ENVIRONMENT: The United States will spend over $69 million on environmental programs in the lower Mekong region in 2011, including:

• Forecast Mekong: Three U.S. scientists assigned to the region this year in support of this two-year effort covering a range of research projects and training related to ecological monitoring, data analysis, visualization, and mapping tools.

• Mississippi River Commission - Mekong River Commission Exchange: In June 2011, fourteen delegates from the Mekong River Commission participated in an inaugural exchange program under the “Sister River” partnership with the Mississippi River Commission. The exchange, organized by the U.S. Army Corps of Engineers and the Mississippi River Commission, provided delegates a platform to discuss best practices related to basin governance, sediment transport, flood management, and fisheries protection.

• Surface Evaluation Tables and Marker Horizons Network Component: The program builds of a network of sampling stations across the Mekong Delta and along the Mekong River corridor to evaluate the impacts of sea-level rise and dam construction on the sustainability of wetlands.

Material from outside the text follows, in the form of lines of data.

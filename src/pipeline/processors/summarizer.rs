//! Optional AI summary: a prose recap of what changed, generated by
//! an LLM client. The client itself is an excluded external collaborator
//! from this crate, so only the [`Summarizer`] seam and a thin adapter ship here.

use async_trait::async_trait;

use crate::model::{CheckResult, CommitState};

use super::super::{CheckProcessor, CheckRequestCtx, ProcessorError};

/// Produces a natural-language summary of a manifest diff. Implemented
/// out-of-crate by an LLM client adapter; the only in-crate implementation
/// is a test double.
#[async_trait]
pub trait Summarizer: Send + Sync {
    async fn summarize(&self, old: &[String], new: &[String]) -> Result<Option<String>, ProcessorError>;
}

/// Never produces a summary. Stands in for the real adapter so the pipeline
/// can be wired and exercised without an LLM client configured.
#[derive(Debug, Default, Clone, Copy)]
pub struct NullSummarizer;

#[async_trait]
impl Summarizer for NullSummarizer {
    async fn summarize(&self, _old: &[String], _new: &[String]) -> Result<Option<String>, ProcessorError> {
        Ok(None)
    }
}

/// The registered "summary" check: `Skip` when there's nothing to
/// say, otherwise a `Success` result carrying the summarizer's prose.
pub struct SummaryProcessor {
    summarizer: Box<dyn Summarizer>,
}

impl SummaryProcessor {
    #[must_use]
    pub fn new(summarizer: impl Summarizer + 'static) -> Self {
        Self {
            summarizer: Box::new(summarizer),
        }
    }
}

impl Default for SummaryProcessor {
    fn default() -> Self {
        Self::new(NullSummarizer)
    }
}

#[async_trait]
impl CheckProcessor for SummaryProcessor {
    fn name(&self) -> &str {
        "summary"
    }

    async fn process(&self, ctx: &CheckRequestCtx<'_>) -> Result<CheckResult, ProcessorError> {
        match self.summarizer.summarize(ctx.base_yaml_manifests, ctx.yaml_manifests).await? {
            None => Ok(CheckResult::skip("no summary available")),
            Some(text) => Ok(CheckResult::new(CommitState::Success, "AI summary", text)),
        }
    }
}

#[cfg(test)]
mod tests {
    use super::*;
    use crate::model::{AppSource, Application};

    fn pr() -> crate::model::PullRequest {
        crate::model::PullRequest {
            base_ref: "main".into(),
            head_ref: "feature".into(),
            default_branch: "main".into(),
            clone_url: "https://github.com/acme/infra".into(),
            full_name: "acme/infra".into(),
            owner: "acme".into(),
            name: "infra".into(),
            check_id: 1,
            sha: "deadbeef".into(),
            labels: vec![],
            username: "bot".into(),
            email: "bot@example.com".into(),
            config: Default::default(),
        }
    }

    fn app() -> Application {
        Application::single_source(
            "a",
            AppSource {
                repo_url: "https://github.com/acme/infra".into(),
                path: "apps/a".into(),
                helm: None,
                kustomize: None,
                target_revision: String::new(),
            },
        )
    }

    struct StubSummarizer;

    #[async_trait]
    impl Summarizer for StubSummarizer {
        async fn summarize(&self, _old: &[String], _new: &[String]) -> Result<Option<String>, ProcessorError> {
            Ok(Some("replica count increased".into()))
        }
    }

    #[tokio::test]
    async fn default_summarizer_skips() {
        let processor = SummaryProcessor::default();
        let pr = pr();
        let app = app();
        let yaml: Vec<String> = vec![];
        let ctx = CheckRequestCtx {
            pull_request: &pr,
            application: &app,
            yaml_manifests: &yaml,
            json_manifests: &[],
            base_yaml_manifests: &yaml,
        };
        let result = processor.process(&ctx).await.unwrap();
        assert_eq!(result.state, CommitState::Skip);
    }

    #[tokio::test]
    async fn configured_summarizer_yields_success() {
        let processor = SummaryProcessor::new(StubSummarizer);
        let pr = pr();
        let app = app();
        let yaml: Vec<String> = vec![];
        let ctx = CheckRequestCtx {
            pull_request: &pr,
            application: &app,
            yaml_manifests: &yaml,
            json_manifests: &[],
            base_yaml_manifests: &yaml,
        };
        let result = processor.process(&ctx).await.unwrap();
        assert_eq!(result.state, CommitState::Success);
        assert_eq!(result.details, "replica count increased");
    }
}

• Lowering Emissions in Asia’s Forests (LEAF): Initiated in 2011, this five-year program reduces deforestation and forest degradation by strengthening capacity to manage forest resources; improving policies for sustainable management; demonstrating sustainable land management practices to reduce greenhouse gas emissions; and strengthening regional learning network.

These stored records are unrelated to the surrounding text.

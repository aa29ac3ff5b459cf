//! `RepoIndex`: `RepoUrl → AppDirectory` and `RepoUrl → AppSetDirectory`,
//! plus the ApplicationSet content-scan used to catch app-sets introduced by
//! the very PR under test (and therefore not yet in the index).

use dashmap::DashMap;
use serde::Deserialize;
use tracing::warn;

use crate::model::{AppSource, Application, ApplicationSet};

use super::directory::{AppDirectory, AppSetDirectory, Directory};
use super::kustomize::{self, RepoFs};
use super::url::RepoUrl;
use super::watcher::{AppEvent, AppEventKind};

/// One file touched by the PR, with its post-change content when available
/// (needed to content-scan for embedded `kind: ApplicationSet` manifests).
#[derive(Debug, Clone)]
pub struct ChangedFile {
    pub path: String,
    pub content: Option<String>,
}

impl ChangedFile {
    #[must_use]
    pub fn path_only(path: impl Into<String>) -> Self {
        Self {
            path: path.into(),
            content: None,
        }
    }
}

/// The process-wide map from repo identity to the applications that
/// reference it. Cheap to clone (wraps `Arc`-backed concurrent maps);
/// directories never back-reference the index.
#[derive(Clone)]
pub struct RepoIndex {
    apps: DashMap<RepoUrl, AppDirectory>,
    app_sets: DashMap<RepoUrl, AppSetDirectory>,
    vcs_username: String,
}

impl RepoIndex {
    #[must_use]
    pub fn new(vcs_username: impl Into<String>) -> Self {
        Self {
            apps: DashMap::new(),
            app_sets: DashMap::new(),
            vcs_username: vcs_username.into(),
        }
    }

    /// Apply one watcher event, serializing mutation of the affected
    /// directories.
    pub fn apply(&self, event: AppEvent) {
        match event {
            AppEvent::App { kind, old, new } => match kind {
                AppEventKind::Add => {
                    if let Some(app) = new {
                        self.add_app(app);
                    }
                }
                AppEventKind::Update => {
                    if let Some(old) = old {
                        self.delete_app(&old);
                    }
                    if let Some(new) = new {
                        self.add_app(new);
                    }
                }
                AppEventKind::Delete => {
                    if let Some(app) = old {
                        self.delete_app(&app);
                    }
                }
            },
            AppEvent::AppSet { kind, old, new } => match kind {
                AppEventKind::Add => {
                    if let Some(app_set) = new {
                        self.add_app_set(app_set);
                    }
                }
                AppEventKind::Update => {
                    if let Some(old) = old {
                        self.delete_app_set(&old);
                    }
                    if let Some(new) = new {
                        self.add_app_set(new);
                    }
                }
                AppEventKind::Delete => {
                    if let Some(app_set) = old {
                        self.delete_app_set(&app_set);
                    }
                }
            },
        }
    }

    fn first_source(sources: &[AppSource]) -> Option<&AppSource> {
        sources.first()
    }

    pub fn add_app(&self, app: Application) {
        let Some(source) = Self::first_source(&app.sources) else {
            warn!(app = %app.name, "application has no source, skipping");
            return;
        };
        let Some(url) = RepoUrl::parse(&source.repo_url) else {
            warn!(app = %app.name, repo_url = %source.repo_url, "could not parse application repo URL, skipping");
            return;
        };
        self.apps.entry(url).or_insert_with(Directory::new).process(app);
    }

    pub fn update_app(&self, old: Application, new: Application) {
        self.delete_app(&old);
        self.add_app(new);
    }

    pub fn delete_app(&self, app: &Application) {
        if let Some(source) = Self::first_source(&app.sources) {
            if let Some(url) = RepoUrl::parse(&source.repo_url) {
                if let Some(mut dir) = self.apps.get_mut(&url) {
                    dir.remove(app);
                }
            }
        }
    }

    pub fn add_app_set(&self, app_set: ApplicationSet) {
        let Some(source) = Self::first_source(&app_set.sources) else {
            warn!(app_set = %app_set.name, "application set has no source, skipping");
            return;
        };
        let Some(url) = RepoUrl::parse(&source.repo_url) else {
            warn!(app_set = %app_set.name, repo_url = %source.repo_url, "could not parse application-set repo URL, skipping");
            return;
        };
        self.app_sets
            .entry(url)
            .or_insert_with(Directory::new)
            .process(app_set);
    }

    pub fn update_app_set(&self, old: ApplicationSet, new: ApplicationSet) {
        self.delete_app_set(&old);
        self.add_app_set(new);
    }

    pub fn delete_app_set(&self, app_set: &ApplicationSet) {
        if let Some(source) = Self::first_source(&app_set.sources) {
            if let Some(url) = RepoUrl::parse(&source.repo_url) {
                if let Some(mut dir) = self.app_sets.get_mut(&url) {
                    dir.remove(app_set);
                }
            }
        }
    }

    /// Normalize `url` and return its (possibly freshly-created, empty)
    /// `AppDirectory`.
    #[must_use]
    pub fn get_apps_in_repo(&self, url: &str) -> AppDirectory {
        match RepoUrl::parse(url) {
            Some(u) => self.apps.entry(u).or_insert_with(Directory::new).clone(),
            None => Directory::new(),
        }
    }

    #[must_use]
    pub fn get_app_sets_in_repo(&self, url: &str) -> AppSetDirectory {
        match RepoUrl::parse(url) {
            Some(u) => self.app_sets.entry(u).or_insert_with(Directory::new).clone(),
            None => Directory::new(),
        }
    }

    /// `CloneURL(username)` for every indexed repo (apps and app-sets),
    /// deduplicated.
    #[must_use]
    pub fn get_vcs_repos(&self) -> Vec<String> {
        let mut urls: Vec<RepoUrl> = self.apps.iter().map(|e| e.key().clone()).collect();
        for e in self.app_sets.iter() {
            if !urls.contains(e.key()) {
                urls.push(e.key().clone());
            }
        }
        urls.into_iter()
            .map(|u| u.clone_url(Some(&self.vcs_username)))
            .collect()
    }

    /// Applications/app-sets affected by a kustomize-based source tree,
    /// walking `kustomization.yaml` references from each indexed app's
    /// source root. Returns a fresh directory; it is not merged into the
    /// index.
    #[must_use]
    pub fn walk_kustomize_apps(&self, clone_url: &str, fs: &dyn RepoFs) -> AppDirectory {
        let Some(url) = RepoUrl::parse(clone_url) else {
            warn!(%clone_url, "could not canonicalize clone URL for kustomize walk");
            return Directory::new();
        };
        let apps: Vec<Application> = self
            .apps
            .get(&url)
            .map(|dir| dir.apps.values().cloned().collect())
            .unwrap_or_default();
        kustomize::walk_kustomize_apps(&apps, fs)
    }

    /// ApplicationSets affected by `changed`: the indexed directory match
    /// plus any ApplicationSet manifests introduced or modified by the PR
    /// itself (content-scanned, since a brand-new app-set isn't indexed
    /// yet).
    #[must_use]
    pub fn find_app_sets_based_on_change_list(
        &self,
        repo_url: &str,
        changed: &[ChangedFile],
        target_branch: &str,
    ) -> Vec<ApplicationSet> {
        let dir = self.get_app_sets_in_repo(repo_url);
        let paths: Vec<String> = changed.iter().map(|c| c.path.clone()).collect();
        let mut found = dir.find_based_on_change_list(&paths, target_branch);

        let mut seen: Vec<std::sync::Arc<str>> = found.iter().map(|a| a.name.clone()).collect();
        for file in changed {
            let Some(content) = &file.content else {
                continue;
            };
            if !mentions_application_set(content) {
                continue;
            }
            if let Some(app_set) = parse_embedded_app_set(content) {
                if app_set
                    .sources
                    .iter()
                    .any(|s| super::should_include(&s.target_revision, target_branch))
                    && !seen.contains(&app_set.name)
                {
                    seen.push(app_set.name.clone());
                    found.push(app_set);
                }
            }
        }
        found
    }
}

/// Plain line scan for a literal `kind: ApplicationSet` line — deliberately
/// not a full YAML parse, so a manifest that merely *references* the word
/// `ApplicationSet` in a comment or string value doesn't spuriously surface
/// (a real `kind:` key is always its own line at the document's top level).
fn mentions_application_set(content: &str) -> bool {
    content
        .lines()
        .any(|line| line.trim() == "kind: ApplicationSet")
}

#[derive(Debug, Deserialize)]
struct RawAppSetManifest {
    metadata: RawMetadata,
    spec: RawAppSetSpec,
}

#[derive(Debug, Deserialize)]
struct RawMetadata {
    name: String,
}

#[derive(Debug, Default, Deserialize)]
struct RawAppSetSpec {
    #[serde(default)]
    template: Option<RawTemplate>,
}

#[derive(Debug, Deserialize)]
struct RawTemplate {
    spec: RawTemplateSpec,
}

#[derive(Debug, Default, Deserialize)]
struct RawTemplateSpec {
    #[serde(default)]
    source: Option<RawSource>,
    #[serde(default)]
    sources: Vec<RawSource>,
}

#[derive(Debug, Deserialize)]
struct RawSource {
    #[serde(rename = "repoURL")]
    repo_url: String,
    path: String,
    #[serde(default, rename = "targetRevision")]
    target_revision: String,
}

impl From<RawSource> for AppSource {
    fn from(raw: RawSource) -> Self {
        AppSource {
            repo_url: raw.repo_url,
            path: raw.path,
            helm: None,
            kustomize: None,
            target_revision: raw.target_revision,
        }
    }
}

fn parse_embedded_app_set(content: &str) -> Option<ApplicationSet> {
    let raw: RawAppSetManifest = match serde_yaml::from_str(content) {
        Ok(raw) => raw,
        Err(err) => {
            warn!(error = %err, "failed to parse embedded ApplicationSet manifest");
            return None;
        }
    };
    let template_spec = raw.spec.template?.spec;
    let mut sources: Vec<AppSource> = template_spec.sources.into_iter().map(Into::into).collect();
    if let Some(source) = template_spec.source {
        sources.push(source.into());
    }
    if sources.is_empty() {
        return None;
    }
    Some(ApplicationSet {
        name: raw.metadata.name.into(),
        sources,
    })
}

#[cfg(test)]
mod tests {
    use super::*;
    use crate::model::HelmSource;

    fn app(name: &str, repo: &str, path: &str) -> Application {
        Application::single_source(
            name,
            AppSource {
                repo_url: repo.into(),
                path: path.into(),
                helm: Some(HelmSource {
                    value_files: vec!["values.yaml".into()],
                    file_parameters: vec![],
                }),
                kustomize: None,
                target_revision: String::new(),
            },
        )
    }

    #[test]
    fn equivalent_urls_map_to_same_directory() {
        let index = RepoIndex::new("bot");
        index.add_app(app("a", "https://github.com/acme/infra.git", "apps/a"));

        let via_https = index.get_apps_in_repo("https://github.com/acme/infra");
        let via_scp = index.get_apps_in_repo("git@github.com:acme/infra.git");
        assert!(via_https.apps.contains_key("a"));
        assert!(via_scp.apps.contains_key("a"));
        assert_eq!(via_https.dirs, via_scp.dirs);
    }

    #[test]
    fn add_then_delete_leaves_index_observationally_empty() {
        let index = RepoIndex::new("bot");
        let a = app("a", "https://github.com/acme/infra", "apps/a");
        index.add_app(a.clone());
        index.delete_app(&a);
        let dir = index.get_apps_in_repo("https://github.com/acme/infra");
        assert!(dir.is_empty());
    }

    #[test]
    fn update_across_repos_moves_the_app() {
        let index = RepoIndex::new("bot");
        let old = app("a", "https://github.com/acme/infra", "apps/a");
        let new = app("a", "https://github.com/acme/other", "apps/a");
        index.add_app(old.clone());
        index.update_app(old, new);

        assert!(index.get_apps_in_repo("https://github.com/acme/infra").is_empty());
        assert!(index
            .get_apps_in_repo("https://github.com/acme/other")
            .apps
            .contains_key("a"));
    }

    #[test]
    fn get_vcs_repos_reconstructs_clone_urls() {
        let index = RepoIndex::new("bot");
        index.add_app(app("a", "git@github.com:acme/infra.git", "apps/a"));
        let repos = index.get_vcs_repos();
        assert_eq!(repos, vec!["https://bot@github.com/acme/infra".to_string()]);
    }

    #[test]
    fn embedded_app_set_manifest_is_scanned_from_diff_content() {
        let index = RepoIndex::new("bot");
        let manifest = r#"
apiVersion: argoproj.io/v1alpha1
kind: ApplicationSet
metadata:
  name: fleet
spec:
  template:
    spec:
      source:
        repoURL: https://github.com/acme/infra
        path: apps/fleet
        targetRevision: ""
"#;
        let changed = vec![ChangedFile {
            path: "appsets/fleet.yaml".into(),
            content: Some(manifest.to_string()),
        }];
        let found =
            index.find_app_sets_based_on_change_list("https://github.com/acme/infra", &changed, "main");
        assert_eq!(found.len(), 1);
        assert_eq!(&*found[0].name, "fleet");
    }

    #[test]
    fn non_applicationset_manifest_is_not_surfaced() {
        assert!(!mentions_application_set("kind: Application\n"));
        assert!(!mentions_application_set("# mentions ApplicationSet in a comment\n"));
    }
}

• ECO-Asia Water and Governance Program: Focuses on water-quality research and improvement, partnering with water and wastewater operators to effectively transfer best practices and improve service provision.

• Planning Approaches for Water Resource Development in the Lower Mekong Basin: The initiative offered a rapid assessment of trade-offs between short-term economic gains and long-term sustainability vis-a-vis mainstream hydropower dam development in the Mekong River Commission’s Basin Development Plan.

HEALTH: U.S. assistance to the lower Mekong countries in the health field will total over $140 million in 2011, including:

• Pandemic Threats Workshop: This Workshop will be held in Cambodia in October 2011, focusing on identifying resource requirements, communication strategies, and response mechanisms for pandemic preparedness and response.

• Lower Mekong Initiative Cookstoves Design and Testing Workshop: This workshop was held in Vientiane, Laos in March 2011 and provided training for local cookstove engineers and manufacturers aimed at ensuring their products are clean and efficient.

• Emerging Pandemic Threats Program: This program focuses on rapidly detecting and responding to infectious diseases within the lower Mekong countries. Complementary health programs will research and initiate partnerships for cross-border responses to infectious diseases. They also will establish a regional network to detect drug resistant malaria.

• Drug Quality Monitoring in Greater Mekong Subregion: This program provides support to Lower Mekong Initiative countries for the control and regulation of counterfeit and substandard medicines. The project monitors the quality of drugs used to treat malaria, tuberculosis, avian influenza, and other infectious diseases.

INFRASTRUCTURE: The United States will spend more than $9 million in areas related to infrastructure development in 2011, including:

• Lower Mekong Disaster Management Workshop: The first of a series of annual workshops beginning in August 2011 will develop the collective capabilities of Lower Mekong Initiative partner countries to respond to disasters through dialogue, information exchanges, and training activities.

• Humanitarian Assistance Construction Projects: This program focuses on the building and repairing of clinics, schools, emergency shelters, roads, bridges, and operation centers in Cambodia, Laos, Thailand, and Vietnam.